You carry all the ingredients to turn your life into a nightmare — don’t mix them!
If we spend any regular time reflecting on our lives, we know on some level what those ingredients are–the ingredients that, if mixed, could turn our lives into a nightmare. If that strikes us as strange, then perhaps we owe it to ourselves to spend more time in reflection.
Even our own questions about ourselves are the sure lead:
Why do I always . . . ?
Why don’t I ever . . . ?
Why do people think that I . . . ?
Why should I . . . ?
Why would I ever . . . ?
What other questions do we find ourselves asking ourselves?
I came to understand many years ago that we cannot really ask a question to which on some level we don’t already know the answer. That may seem absurd, at first, but that perspective is built on this: we are incapable of asking a question about something about which we have absolutely no insight.

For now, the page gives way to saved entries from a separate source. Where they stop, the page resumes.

// Copyright 2015-2023 Swim Inc.
//
// Licensed under the Apache License, Version 2.0 (the "License");
// you may not use this file except in compliance with the License.
// You may obtain a copy of the License at
//
//     http://www.apache.org/licenses/LICENSE-2.0
//
// Unless required by applicable law or agreed to in writing, software
// distributed under the License is distributed on an "AS IS" BASIS,
// WITHOUT WARRANTIES OR CONDITIONS OF ANY KIND, either express or implied.
// See the License for the specific language governing permissions and
// limitations under the License.

use std::collections::{BTreeMap, BTreeSet};
use std::fmt::{Display, Formatter};
use std::sync::Arc;

use num::Integer;
use num_bigint::BigInt;
use num_traits::{Signed, Zero};

use crate::location::SourceLocation;
use crate::time::DateTimeValue;
use crate::types::Type;
use crate::ModelError;

/// An immutable value. Compound values hold their children behind an [`Arc`] so that
/// cloning a value is cheap and sub-trees may be shared between parents. Equality,
/// ordering and hashing are all structural.
#[derive(Debug, Clone, PartialEq, Eq, Hash, PartialOrd, Ord)]
pub enum Value {
    Bool(bool),
    Integer(BigInt),
    Real(Real),
    Rational(Arc<Rational>),
    String(Arc<str>),
    DateTime(DateTimeValue),
    SourceLocation(SourceLocation),
    List(Arc<Vec<Value>>),
    Set(Arc<BTreeSet<Value>>),
    Map(Arc<BTreeMap<Value, Value>>),
    Tuple(Arc<Tuple>),
    Node(Arc<Node>),
    Constructor(Arc<Constructor>),
}

/// The kinds of [`Value`].
#[derive(Debug, Clone, Copy, PartialEq, Eq, Hash)]
pub enum ValueKind {
    Bool,
    Integer,
    Real,
    Rational,
    String,
    DateTime,
    SourceLocation,
    List,
    Set,
    Map,
    Tuple,
    Node,
    Constructor,
}

impl Display for ValueKind {
    fn fmt(&self, f: &mut Formatter<'_>) -> std::fmt::Result {
        let name = match self {
            ValueKind::Bool => "bool",
            ValueKind::Integer => "int",
            ValueKind::Real => "real",
            ValueKind::Rational => "rat",
            ValueKind::String => "str",
            ValueKind::DateTime => "datetime",
            ValueKind::SourceLocation => "loc",
            ValueKind::List => "list",
            ValueKind::Set => "set",
            ValueKind::Map => "map",
            ValueKind::Tuple => "tuple",
            ValueKind::Node => "node",
            ValueKind::Constructor => "constructor",
        };
        f.write_str(name)
    }
}

/// An arbitrary precision decimal: `unscaled * 10^-scale`. The scale is significant so
/// `1.0` and `1.00` are distinct values.
#[derive(Debug, Clone, PartialEq, Eq, Hash, PartialOrd, Ord)]
pub struct Real {
    unscaled: BigInt,
    scale: i32,
}

impl Real {
    pub fn new(unscaled: BigInt, scale: i32) -> Self {
        Real { unscaled, scale }
    }

    pub fn unscaled(&self) -> &BigInt {
        &self.unscaled
    }

    pub fn scale(&self) -> i32 {
        self.scale
    }
}

/// A rational number, always held in lowest terms with a positive denominator.
#[derive(Debug, Clone, PartialEq, Eq, Hash, PartialOrd, Ord)]
pub struct Rational {
    numerator: BigInt,
    denominator: BigInt,
}

impl Rational {
    pub fn new(numerator: BigInt, denominator: BigInt) -> Result<Self, ModelError> {
        if denominator.is_zero() {
            return Err(ModelError::ZeroDenominator);
        }
        let divisor = numerator.gcd(&denominator);
        let (mut numerator, mut denominator) = (numerator / &divisor, denominator / &divisor);
        if denominator.is_negative() {
            numerator = -numerator;
            denominator = -denominator;
        }
        Ok(Rational {
            numerator,
            denominator,
        })
    }

    pub fn numerator(&self) -> &BigInt {
        &self.numerator
    }

    pub fn denominator(&self) -> &BigInt {
        &self.denominator
    }
}

/// A fixed length sequence of values with optional field names.
#[derive(Debug, Clone, PartialEq, Eq, Hash, PartialOrd, Ord)]
pub struct Tuple {
    elements: Vec<Value>,
    names: Option<Vec<String>>,
}

impl Tuple {
    pub fn elements(&self) -> &[Value] {
        &self.elements
    }

    pub fn names(&self) -> Option<&[String]> {
        self.names.as_deref()
    }
}

/// Optional named parameters attached to a node or constructor. A node carries either
/// keyword parameters or annotations, never both.
#[derive(Debug, Clone, Default, PartialEq, Eq, Hash, PartialOrd, Ord)]
pub enum Parameters {
    #[default]
    None,
    Keywords(BTreeMap<String, Value>),
    Annotations(BTreeMap<String, Value>),
}

impl Parameters {
    pub fn len(&self) -> usize {
        match self {
            Parameters::None => 0,
            Parameters::Keywords(params) | Parameters::Annotations(params) => params.len(),
        }
    }

    pub fn is_empty(&self) -> bool {
        self.len() == 0
    }

    pub fn entries(&self) -> impl Iterator<Item = (&String, &Value)> {
        let params = match self {
            Parameters::None => None,
            Parameters::Keywords(params) | Parameters::Annotations(params) => Some(params),
        };
        params.into_iter().flat_map(|p| p.iter())
    }
}

/// An untyped, named tree node.
#[derive(Debug, Clone, PartialEq, Eq, Hash, PartialOrd, Ord)]
pub struct Node {
    name: String,
    children: Vec<Value>,
    parameters: Parameters,
}

impl Node {
    pub fn name(&self) -> &str {
        &self.name
    }

    pub fn children(&self) -> &[Value] {
        &self.children
    }

    pub fn parameters(&self) -> &Parameters {
        &self.parameters
    }
}

/// A tree node tagged with a constructor type drawn from an algebraic data type.
#[derive(Debug, Clone, PartialEq, Eq, Hash, PartialOrd, Ord)]
pub struct Constructor {
    ctype: Type,
    children: Vec<Value>,
    parameters: Parameters,
}

impl Constructor {
    pub fn constructor_type(&self) -> &Type {
        &self.ctype
    }

    pub fn name(&self) -> &str {
        match &self.ctype {
            Type::Constructor(cons) => cons.name(),
            _ => "",
        }
    }

    pub fn children(&self) -> &[Value] {
        &self.children
    }

    pub fn parameters(&self) -> &Parameters {
        &self.parameters
    }
}

impl Value {
    pub fn real(unscaled: impl Into<BigInt>, scale: i32) -> Value {
        Value::Real(Real::new(unscaled.into(), scale))
    }

    pub fn rational(
        numerator: impl Into<BigInt>,
        denominator: impl Into<BigInt>,
    ) -> Result<Value, ModelError> {
        Ok(Value::Rational(Arc::new(Rational::new(
            numerator.into(),
            denominator.into(),
        )?)))
    }

    pub fn list<I: IntoIterator<Item = Value>>(elements: I) -> Value {
        Value::List(Arc::new(elements.into_iter().collect()))
    }

    pub fn set<I: IntoIterator<Item = Value>>(elements: I) -> Value {
        Value::Set(Arc::new(elements.into_iter().collect()))
    }

    pub fn map<I: IntoIterator<Item = (Value, Value)>>(entries: I) -> Value {
        Value::Map(Arc::new(entries.into_iter().collect()))
    }

    pub fn tuple<I: IntoIterator<Item = Value>>(elements: I) -> Value {
        Value::Tuple(Arc::new(Tuple {
            elements: elements.into_iter().collect(),
            names: None,
        }))
    }

    /// A tuple with field names. An empty tuple has no names.
    pub fn named_tuple(elements: Vec<Value>, names: Vec<String>) -> Result<Value, ModelError> {
        if elements.len() != names.len() {
            return Err(ModelError::NamesMismatch {
                expected: elements.len(),
                actual: names.len(),
            });
        }
        let names = if names.is_empty() { None } else { Some(names) };
        Ok(Value::Tuple(Arc::new(Tuple { elements, names })))
    }

    pub fn node<S: Into<String>>(name: S, children: Vec<Value>) -> Value {
        Value::node_with(name, children, Parameters::None)
    }

    pub fn node_with<S: Into<String>>(
        name: S,
        children: Vec<Value>,
        parameters: Parameters,
    ) -> Value {
        Value::Node(Arc::new(Node {
            name: name.into(),
            children,
            parameters,
        }))
    }

    /// Create a constructor value. The type must be a constructor type with a field for
    /// each child.
    pub fn constructor(
        ctype: Type,
        children: Vec<Value>,
        parameters: Parameters,
    ) -> Result<Value, ModelError> {
        let arity = match &ctype {
            Type::Constructor(cons) => cons.arity(),
            ow => return Err(ModelError::NotAConstructorType(ow.to_string())),
        };
        if arity != children.len() {
            return Err(ModelError::ArityMismatch {
                expected: arity,
                actual: children.len(),
            });
        }
        Ok(Value::Constructor(Arc::new(Constructor {
            ctype,
            children,
            parameters,
        })))
    }

    pub fn kind(&self) -> ValueKind {
        match self {
            Value::Bool(_) => ValueKind::Bool,
            Value::Integer(_) => ValueKind::Integer,
            Value::Real(_) => ValueKind::Real,
            Value::Rational(_) => ValueKind::Rational,
            Value::String(_) => ValueKind::String,
            Value::DateTime(_) => ValueKind::DateTime,
            Value::SourceLocation(_) => ValueKind::SourceLocation,
            Value::List(_) => ValueKind::List,
            Value::Set(_) => ValueKind::Set,
            Value::Map(_) => ValueKind::Map,
            Value::Tuple(_) => ValueKind::Tuple,
            Value::Node(_) => ValueKind::Node,
            Value::Constructor(_) => ValueKind::Constructor,
        }
    }

    /// Whether this value has children (and so is visited on entry and on exit by a
    /// pre/post traversal).
    pub fn is_compound(&self) -> bool {
        self.identity().is_some()
    }

    /// The address of the shared allocation behind a compound value. Two values with the
    /// same identity are the same instance, not just equal.
    pub fn identity(&self) -> Option<usize> {
        match self {
            Value::Rational(r) => Some(Arc::as_ptr(r) as *const () as usize),
            Value::List(l) => Some(Arc::as_ptr(l) as *const () as usize),
            Value::Set(s) => Some(Arc::as_ptr(s) as *const () as usize),
            Value::Map(m) => Some(Arc::as_ptr(m) as *const () as usize),
            Value::Tuple(t) => Some(Arc::as_ptr(t) as *const () as usize),
            Value::Node(n) => Some(Arc::as_ptr(n) as *const () as usize),
            Value::Constructor(c) => Some(Arc::as_ptr(c) as *const () as usize),
            _ => None,
        }
    }

    pub fn as_str(&self) -> Option<&str> {
        match self {
            Value::String(s) => Some(s),
            _ => None,
        }
    }

    pub fn as_integer(&self) -> Option<&BigInt> {
        match self {
            Value::Integer(n) => Some(n),
            _ => None,
        }
    }
}

impl From<bool> for Value {
    fn from(b: bool) -> Self {
        Value::Bool(b)
    }
}

impl From<i32> for Value {
    fn from(n: i32) -> Self {
        Value::Integer(BigInt::from(n))
    }
}

impl From<i64> for Value {
    fn from(n: i64) -> Self {
        Value::Integer(BigInt::from(n))
    }
}

impl From<BigInt> for Value {
    fn from(n: BigInt) -> Self {
        Value::Integer(n)
    }
}

impl From<&str> for Value {
    fn from(s: &str) -> Self {
        Value::String(Arc::from(s))
    }
}

impl From<String> for Value {
    fn from(s: String) -> Self {
        Value::String(Arc::from(s))
    }
}

impl From<DateTimeValue> for Value {
    fn from(dt: DateTimeValue) -> Self {
        Value::DateTime(dt)
    }
}

impl From<SourceLocation> for Value {
    fn from(loc: SourceLocation) -> Self {
        Value::SourceLocation(loc)
    }
}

When Hafiz says says that we carry within us all the ingredients necessary for a nightmare–DO NOT MIX–he is acknowledging this reality. The pain, the hurt, the brokenness, the shame, the betrayal, the secrecy, the mistakes, the crimes, the confusion that has been worked on us and that we have worked ourselves–we know them. Like these pieces of ourselves, they are ours to tend and to work with. Mixing them is not a good idea.
So, when I invite loving kindness into myself, it is for some sort of healing of these things. When I invite loving kindness into you, it is for some sort of healing of these things that are also in you. But, when we invite loving kindness into US, we acknowledge that we all struggle with demons and brokenness, that we are utterly bare and raw in this regard, and that none of us holds any sort of thing that we can use as judgment over the other.
In other words, our broken pieces bring us, finally, to the place of unconditional love. In love with each other, in love with our own selves and all of our own broken pieces, we rise to do the work that today requires. No shame. Peaceful. At ease. May we be whole.